*** Opening Data shown ***
use super::*;
use crate::def::{DefId, DefKind, GenericDef};
use crate::intern::TypeInterner;
use crate::types::{TypeData, TypeId, Variance};

struct Hierarchy {
    interner: TypeInterner,
    enumerable: DefId,
    collection: DefId,
    list: DefId,
    keyed_list: DefId,
}

// IEnumerable<out T>; ICollection<T> : IEnumerable<T>; List<T> : ICollection<T>;
// KeyedList<K, V> : List<V>.
fn hierarchy() -> Hierarchy {
    let interner = TypeInterner::new();
    let enumerable = interner.register_def(GenericDef {
        name: interner.intern_str("IEnumerable"),
        kind: DefKind::Interface,
        variances: vec![Variance::Covariant],
        base: None,
        interfaces: Vec::new(),
        invoke: None,
        array_interface: true,
    });
    let t = interner.def_param(0);
    let collection = interner.register_def(GenericDef {
        name: interner.intern_str("ICollection"),
        kind: DefKind::Interface,
        variances: vec![Variance::Invariant],
        base: None,
        interfaces: vec![interner.applied(enumerable, &[t])],
        invoke: None,
        array_interface: false,
    });
    let list = interner.register_def(GenericDef {
        name: interner.intern_str("List"),
        kind: DefKind::Class,
        variances: vec![Variance::Invariant],
        base: None,
        interfaces: vec![interner.applied(collection, &[t])],
        invoke: None,
        array_interface: false,
    });
    let v = interner.def_param(1);
    let keyed_list = interner.register_def(GenericDef {
        name: interner.intern_str("KeyedList"),
        kind: DefKind::Class,
        variances: vec![Variance::Invariant; 2],
        base: Some(interner.applied(list, &[v])),
        interfaces: Vec::new(),
        invoke: None,
        array_interface: false,
    });
    Hierarchy {
        interner,
        enumerable,
        collection,
        list,
        keyed_list,
    }
}

#[test]
fn instantiate_substitutes_definition_params_only() {
    let h = hierarchy();
    let i = &h.interner;
    let template = i.array(i.def_param(0), 1);
    assert_eq!(
        instantiate(i, template, &[TypeId::INT]),
        i.array(TypeId::INT, 1)
    );
    // Method params belong to the inference run, not to the definition.
    let method = i.method_param(0);
    assert_eq!(instantiate(i, method, &[TypeId::INT]), method);
    // Out-of-range ordinals collapse to the error type.
    assert_eq!(instantiate(i, i.def_param(5), &[TypeId::INT]), TypeId::ERROR);
}

#[test]
fn base_type_of_constructions() {
    let h = hierarchy();
    let i = &h.interner;
    let keyed = i.applied(h.keyed_list, &[TypeId::STRING, TypeId::INT]);
    assert_eq!(base_type(i, keyed), Some(i.applied(h.list, &[TypeId::INT])));
    // Classes without a declared base derive from object.
    let list = i.applied(h.list, &[TypeId::INT]);
    assert_eq!(base_type(i, list), Some(TypeId::OBJECT));
    // Interfaces have no base class.
    let iface = i.applied(h.enumerable, &[TypeId::INT]);
    assert_eq!(base_type(i, iface), None);
    assert_eq!(base_type(i, TypeId::OBJECT), None);
    assert_eq!(base_type(i, TypeId::INT), Some(TypeId::OBJECT));
    assert_eq!(base_type(i, i.array(TypeId::INT, 1)), Some(TypeId::OBJECT));
}

#[test]
fn base_chain_is_nearest_first_and_ends_at_object() {
    let h = hierarchy();
    let i = &h.interner;
    let keyed = i.applied(h.keyed_list, &[TypeId::STRING, TypeId::INT]);
    let chain = base_chain(i, keyed);
    assert_eq!(
        chain,
        vec![i.applied(h.list, &[TypeId::INT]), TypeId::OBJECT]
    );
}

#[test]
fn all_interfaces_is_transitive_and_deduplicated() {
    let h = hierarchy();
    let i = &h.interner;
    let keyed = i.applied(h.keyed_list, &[TypeId::STRING, TypeId::INT]);
    let ifaces = all_interfaces(i, keyed);
    assert_eq!(
        ifaces,
        vec![
            i.applied(h.collection, &[TypeId::INT]),
            i.applied(h.enumerable, &[TypeId::INT]),
        ]
    );
}

#[test]
fn cyclic_base_declarations_terminate() {
    let interner = TypeInterner::new();
    // Loop<T> : Loop<T>, a misdeclaration the walk must tolerate. The base
    // template is built by hand because the definition id does not exist yet.
    let args = interner.intern_type_list(vec![interner.def_param(0)]);
    let self_template = interner.intern(TypeData::Applied {
        def: DefId(0),
        args,
    });
    let looped = interner.register_def(GenericDef {
        name: interner.intern_str("Loop"),
        kind: DefKind::Class,
        variances: vec![Variance::Invariant],
        base: Some(self_template),
        interfaces: Vec::new(),
        invoke: None,
        array_interface: false,
    });
    assert_eq!(looped, DefId(0));
    let ty = interner.applied(looped, &[TypeId::INT]);
    assert_eq!(base_chain(&interner, ty), vec![ty]);
}
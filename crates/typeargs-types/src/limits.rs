//! Centralized limits and thresholds.
//!
//! Type shapes are caller-supplied, so every structural recursion in this
//! workspace is bounded. Centralizing the limits keeps the values consistent
//! across the type model and the solver.

/// Maximum depth for structural recursion over a type shape (occurrence
/// scans, fixed-value substitution, relation-engine recursion).
pub const MAX_TYPE_RECURSION_DEPTH: usize = 128;

/// Maximum length of a base-class chain or interface expansion. Misdeclared
/// cyclic hierarchies terminate at this bound instead of looping.
pub const MAX_HIERARCHY_DEPTH: usize = 100;
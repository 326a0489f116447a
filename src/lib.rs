//! # brrtworker
//!
//! **brrtworker** keeps one execution context alive across an unbounded sequence
//! of requests, handed to it one at a time by an external collaborator, and
//! enforces the lifecycle rules that make that safe: request-scoped state never
//! leaks from one request into the next, while the state an application shares on
//! purpose (environment variables, an in-process cache) survives for the whole
//! life of the worker.
//!
//! ## Architecture
//!
//! - **[`dispatcher`]** - the persistent dispatch loop ([`Worker`]), the
//!   [`Handler`] trait and the per-request [`RequestScope`]
//! - **[`headers`]** - incoming header capture and outgoing header/status staging
//! - **[`cache`]** - worker-lifetime key/value store with per-entry TTL
//! - **[`environ`]** - worker-lifetime environment variables
//! - **[`suspend`]** - cooperative suspend/resume of a handler mid-request
//! - **[`finalizer`]** - exactly-once, reverse-order release of per-request resources
//! - **[`context`]** - [`WorkerContext`], owner of everything that outlives a request
//! - **[`unit`]** - the collaborator boundary: request units in, response events out
//! - **[`runner`]** - runs a worker loop on a `may` coroutine
//! - **[`config`]**, **[`logging`]**, **[`error`]**, **[`ids`]** - ambient plumbing
//!
//! ## Request lifecycle
//!
//! ```mermaid
//! sequenceDiagram
//!     participant C as Collaborator
//!     participant W as Worker (dispatch loop)
//!     participant H as Handler
//!     participant F as Finalizer
//!
//!     C->>W: submit(WireRequest)
//!     W->>W: AwaitingUnit -> Running<br/>fresh RequestContext
//!     W->>H: invoke(&mut RequestScope)
//!     H-->>W: Outcome::Suspend(yielded, continuation)
//!     W->>C: ResponseEvent::Suspended(yielded)
//!     C->>W: resume(value)
//!     W->>H: continuation(&mut RequestScope, value)
//!     H-->>W: Outcome::Complete
//!     W->>C: Head, Body, End (Flushing)
//!     W->>F: run_all() (reverse order, exactly once)
//!     W-->>C: handle_request() -> true
//! ```
//!
//! ## Quick start
//!
//! ```rust,ignore
//! use brrtworker::{handler_fn, Outcome, WireRequest, Worker, WorkerConfig};
//!
//! let (mut worker, units) = Worker::from_config(WorkerConfig::default())?;
//! let pending = units.submit(WireRequest::new("GET", "/hello"))?;
//!
//! let mut handler = handler_fn(|scope| {
//!     scope.env().set("LAST_PATH", scope.path()).ok();
//!     scope.write("hello");
//!     Outcome::Complete
//! });
//! assert!(worker.handle_request(&mut handler));
//! assert_eq!(pending.wait()?.body, b"hello");
//! ```
//!
//! ## Failure classes
//!
//! Per-request problems (bad header lines, cache misses, handler errors, panics)
//! become error responses and the loop keeps serving. Worker-fatal problems
//! (tainted shared stores, panicking resource releases, explicit fatal errors,
//! too many consecutive failures) make [`Worker::handle_request`] return `false`
//! so the supervisor can recycle the process.

pub mod cache;
pub mod cli;
pub mod config;
pub mod context;
pub mod dispatcher;
pub mod echo;
pub mod environ;
pub mod error;
pub mod finalizer;
pub mod headers;
pub mod ids;
pub mod logging;
pub mod runner;
pub mod suspend;
pub mod unit;

pub use config::WorkerConfig;
pub use context::{WorkerContext, WorkerStats};
pub use dispatcher::{handler_fn, ExitReason, Handler, LoopPhase, RequestScope, Worker};
pub use error::{HandlerError, HeaderError};
pub use headers::HeaderMode;
pub use ids::{RequestId, WorkerId};
pub use suspend::{HandlerState, Outcome, Resume};
pub use unit::{CompletedResponse, PendingResponse, ResponseEvent, UnitSender, WireRequest};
*** Closing Data shown ***
Every line from the one containing "pub use headers::HeaderMode;" through the end of the data must be repeated exactly, and no other line.

pub use headers::HeaderMode;
pub use ids::{RequestId, WorkerId};
pub use suspend::{HandlerState, Outcome, Resume};
pub use unit::{CompletedResponse, PendingResponse, ResponseEvent, UnitSender, WireRequest};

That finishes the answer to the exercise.